>>>
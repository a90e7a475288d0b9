//! Interaction controller for the jump widget.
//!
//! The controller is a single task that owns every piece of mutable widget
//! state: the selection state machine, the query debouncer, the blur grace
//! timer and the dispatch sequence counter. Raw UI events, fetch completions
//! and timer firings all funnel through one `tokio::select!` loop and are
//! handled one at a time, so no two of them ever interleave.
//!
//! The rendering layer talks to it through a [`ControllerHandle`]: events go
//! in over a bounded channel and read-only [`SelectionState`] snapshots come
//! back over a `watch` channel. Fetch completions arrive on their own
//! unbounded channel, so a flooded UI queue never costs a result set.

use std::time::Duration;

use tokio::sync::{mpsc, watch};
use url::Url;

use crate::config::Config;
use crate::error::Result;
use crate::navigate::docs_url;
use crate::search::{Debouncer, Fetcher, Query, QuerySeq, ResultSet, SearchResult, sanitize};

use super::selection::{SelectionEvent, SelectionState, reduce};

const CHANNEL_CAPACITY: usize = 256;

/// Raw events from the rendering layer.
#[derive(Debug, Clone, PartialEq, Eq)]
pub enum UiEvent {
    /// The input text changed; carries the unsanitized text
    Input(String),
    Focus,
    Blur,
    ArrowUp,
    ArrowDown,
    Enter,
    Escape,
    PointerOver(usize),
    /// Primary press on a result row
    RowClicked(usize),
    /// Leave the widget without navigating
    Quit,
}

/// How the widget session ended.
#[derive(Debug, Clone, PartialEq, Eq)]
pub enum Outcome {
    Navigate { url: Url, result: SearchResult },
    Cancelled,
}

/// A successful fetch, tagged with the dispatch it answers.
#[derive(Debug)]
struct Completion {
    seq: QuerySeq,
    query: Query,
    results: ResultSet,
}

/// Timing and destination settings for a controller.
#[derive(Debug, Clone)]
pub struct ControllerSettings {
    pub debounce: Duration,
    pub blur_grace: Duration,
    pub docs_base: Url,
}

impl ControllerSettings {
    pub fn from_config(config: &Config) -> Result<Self> {
        Ok(Self {
            debounce: config.debounce_delay(),
            blur_grace: config.blur_grace(),
            docs_base: config.docs_url()?,
        })
    }
}

/// Sending half for UI events plus a view of the latest published state.
#[derive(Debug, Clone)]
pub struct ControllerHandle {
    tx: mpsc::Sender<UiEvent>,
    snapshots: watch::Receiver<SelectionState>,
}

impl ControllerHandle {
    /// Queue an event for the controller.
    ///
    /// Returns false if the controller has already finished or the queue is
    /// full; a full queue drops the event with a warning.
    pub fn send(&self, event: UiEvent) -> bool {
        match self.tx.try_send(event) {
            Ok(()) => true,
            Err(mpsc::error::TrySendError::Full(event)) => {
                tracing::warn!("Event queue is full, dropping {event:?}");
                false
            }
            Err(mpsc::error::TrySendError::Closed(_)) => false,
        }
    }

    /// The most recently published state.
    pub fn snapshot(&self) -> SelectionState {
        self.snapshots.borrow().clone()
    }

    /// A receiver that is notified on every published change. It reports an
    /// error from `changed()` once the controller has finished.
    pub fn subscribe(&self) -> watch::Receiver<SelectionState> {
        self.snapshots.clone()
    }
}

/// The widget's event loop. Build one with [`Controller::new`] and drive it
/// with [`Controller::run`].
pub struct Controller {
    state: SelectionState,
    last_seq: QuerySeq,
    query_timer: Debouncer<Query>,
    grace_timer: Debouncer<()>,
    fetcher: Fetcher,
    docs_base: Url,
    rx: mpsc::Receiver<UiEvent>,
    completions_tx: mpsc::UnboundedSender<Completion>,
    completions_rx: mpsc::UnboundedReceiver<Completion>,
    snapshots: watch::Sender<SelectionState>,
}

impl Controller {
    pub fn new(fetcher: Fetcher, settings: ControllerSettings) -> (Self, ControllerHandle) {
        let (tx, rx) = mpsc::channel(CHANNEL_CAPACITY);
        let (completions_tx, completions_rx) = mpsc::unbounded_channel();
        let (snapshots, snapshot_rx) = watch::channel(SelectionState::default());

        let controller = Self {
            state: SelectionState::default(),
            last_seq: QuerySeq::NONE,
            query_timer: Debouncer::new(settings.debounce),
            grace_timer: Debouncer::new(settings.blur_grace),
            fetcher,
            docs_base: settings.docs_base,
            rx,
            completions_tx,
            completions_rx,
            snapshots,
        };
        let handle = ControllerHandle {
            tx,
            snapshots: snapshot_rx,
        };
        (controller, handle)
    }

    /// Process events until the user activates a result or quits.
    ///
    /// Dropping every [`ControllerHandle`] also ends the loop with
    /// [`Outcome::Cancelled`].
    pub async fn run(mut self) -> Outcome {
        loop {
            let outcome = tokio::select! {
                event = self.rx.recv() => match event {
                    Some(event) => self.handle_ui(event),
                    None => Some(Outcome::Cancelled),
                },
                Some(completion) = self.completions_rx.recv() => {
                    self.complete(completion);
                    None
                }
                query = self.query_timer.elapsed() => {
                    self.dispatch(query);
                    None
                }
                () = self.grace_timer.elapsed() => {
                    self.apply(SelectionEvent::Unfocus);
                    None
                }
            };

            if let Some(outcome) = outcome {
                tracing::debug!("Widget finished: {outcome:?}");
                return outcome;
            }
            self.publish();
        }
    }

    fn complete(&mut self, completion: Completion) {
        let Completion {
            seq,
            query,
            results,
        } = completion;
        if self.state.is_current(seq) {
            tracing::debug!("{} result(s) for '{query}' ({seq})", results.len());
            self.apply(SelectionEvent::ResultsArrived { seq, results });
        } else {
            tracing::debug!(
                "Dropping stale results for '{query}' ({seq}, latest {})",
                self.state.latest_dispatched()
            );
        }
    }

    fn handle_ui(&mut self, event: UiEvent) -> Option<Outcome> {
        match event {
            UiEvent::Input(raw) => {
                self.query_timer.trigger(sanitize(&raw));
            }
            UiEvent::Focus => {
                self.grace_timer.cancel();
                self.apply(SelectionEvent::Focus);
            }
            UiEvent::Blur => {
                self.grace_timer.trigger(());
            }
            UiEvent::ArrowUp => self.apply(SelectionEvent::ArrowUp),
            UiEvent::ArrowDown => self.apply(SelectionEvent::ArrowDown),
            UiEvent::Escape => {
                self.grace_timer.cancel();
                self.apply(SelectionEvent::Escape);
            }
            UiEvent::PointerOver(index) => self.apply(SelectionEvent::PointerOver(index)),
            UiEvent::RowClicked(index) => {
                self.grace_timer.cancel();
                self.apply(SelectionEvent::Focus);
                self.apply(SelectionEvent::PointerOver(index));
                return self.activate();
            }
            UiEvent::Enter => return self.activate(),
            UiEvent::Quit => return Some(Outcome::Cancelled),
        }
        None
    }

    fn apply(&mut self, event: SelectionEvent) {
        let state = std::mem::take(&mut self.state);
        self.state = reduce(state, event);
    }

    /// Send the debounced query, tagged with a fresh sequence number.
    fn dispatch(&mut self, query: Query) {
        let seq = self.last_seq.next();
        self.last_seq = seq;
        self.apply(SelectionEvent::QueryDispatched(seq));

        if query.is_blank() {
            tracing::debug!("Blank query ({seq}), clearing results");
            self.apply(SelectionEvent::ResultsArrived {
                seq,
                results: ResultSet::empty(),
            });
            return;
        }

        tracing::debug!("Dispatching '{query}' ({seq})");
        let completions = self.completions_tx.clone();
        let tagged = query.clone();
        self.fetcher.fetch(query, move |results| {
            // Fails only once the controller has finished
            let _ = completions.send(Completion {
                seq,
                query: tagged,
                results,
            });
        });
    }

    fn activate(&self) -> Option<Outcome> {
        let result = self.state.activation_target()?;
        match docs_url(&self.docs_base, result) {
            Ok(url) => Some(Outcome::Navigate {
                url,
                result: result.clone(),
            }),
            Err(e) => {
                tracing::warn!("Cannot navigate to {}: {e}", result.project_label());
                None
            }
        }
    }

    fn publish(&self) {
        self.snapshots.send_if_modified(|current| {
            if *current == self.state {
                false
            } else {
                *current = self.state.clone();
                true
            }
        });
    }
}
<<<
HOW TO COMPLETE THIS TASK
Go through the entries above and report each line with the string "Enter" in it.

COMPLETED EXERCISE
    Enter,
            UiEvent::Enter => return self.activate(),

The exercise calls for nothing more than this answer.